Oh, my word. I get it. After the first couple of chapters about Oscar de Leon, the POV shifts to his sister and then his mother, and then to the real narrator, Yunior (a stand-in for the author, probably). With the sister and mother I was drawn in; perhaps I'm just not in a male-oriented mindset right now.
It is an epic about the Dominican experience, history, and culture, told with only a few characters. The footnotes--odd in a novel--are a book unto themselves. The moving in and out of POVs and English to Spanish, and the literary/pop culture allusions provide a dizzying but rich fabric. One reading is not enough, but as I always say, I don't know when I'd get back to that second reading.
One thing that fascinated me was the return to themes from The Lord of the Rings. Is Oscar like a hobbit trying to bury the evil of his past, throw the ring (that makes him invisible to girls!) into Mordor? Trujillo is clearly Sauron. (I have a friend whose married name from one of her divorces was Trujillo; I don't think she knew about the connotations, but now she's married again.) Is the key that these "small people" are major characters--victims and heroes--of the epic that was Dominican history in the twentieth history--the genocide, the oppression, the refugees, the absolute power of the "dictatorist dictator of all dictatoring."
So, I recommend, but only to those who are serious readers of fiction who can bear with the language and sexual content (Oscar's quest to have sex for the first time is an overriding but actually superficial theme, one that leads to his death). There are probably resonant themes there to other American literature (maybe Roth?) that I don't know. I learned some vulgar Spanish words in the process.

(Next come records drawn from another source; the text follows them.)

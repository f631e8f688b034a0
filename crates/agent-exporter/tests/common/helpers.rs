// Copyright 2023-Present Datadog, Inc. https://www.datadoghq.com/
// SPDX-License-Identifier: Apache-2.0

//! Wiring helpers shared by the integration tests

#![allow(dead_code)]

use std::path::Path;
use std::sync::Arc;

use agent_exporter::command::{CommandChannel, CommandChannelSettings, CommandHandlers};
use agent_exporter::config_sync::ConfigSyncMarker;
use agent_exporter::connection::{ConnectionManager, RetrySettings};
use agent_exporter::exporter::TelemetryExporter;
use agent_exporter::identity::AgentIdentity;

use super::mocks::{MockDiagnostics, MockLocalConfig, MockTraceSource, ScriptedTransport};

pub const AGENT_ID: &str = "prod::web-1";
pub const AGENT_VERSION: &str = "0.14.2";

pub fn manager(transport: &Arc<ScriptedTransport>) -> Arc<ConnectionManager> {
    Arc::new(ConnectionManager::new(
        transport.clone(),
        RetrySettings::default(),
    ))
}

pub fn exporter(
    manager: &Arc<ConnectionManager>,
    conf_dir: &Path,
    local_config: Arc<MockLocalConfig>,
) -> TelemetryExporter {
    TelemetryExporter::new(
        manager.clone(),
        AgentIdentity::from_id(AGENT_ID),
        AGENT_VERSION,
        ConfigSyncMarker::in_dir(conf_dir),
        local_config,
    )
}

pub fn command_channel(manager: &ConnectionManager) -> CommandChannel {
    CommandChannel::new(
        manager,
        AgentIdentity::from_id(AGENT_ID),
        CommandHandlers {
            diagnostics: Arc::new(MockDiagnostics::default()),
            traces: Arc::new(MockTraceSource),
        },
        CommandChannelSettings::default(),
    )
}

/// Text of `len` ASCII characters, distinct per `seed`.
pub fn long_text(seed: char, len: usize) -> String {
    std::iter::once(seed)
        .chain(std::iter::repeat('x'))
        .take(len)
        .collect()
}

But mostly, I learned empathy, which is one of the great lessons that fiction can teach us indirectly. "Teach" is the wrong word. The empathy comes into one's being through the immersion in the experience of people different from one. I would never know Oscar or his family in real life, not that way. Fiction introduces and makes us live with different kinds of people and reminds us our narrow world is just that, narrow, and the world is wide.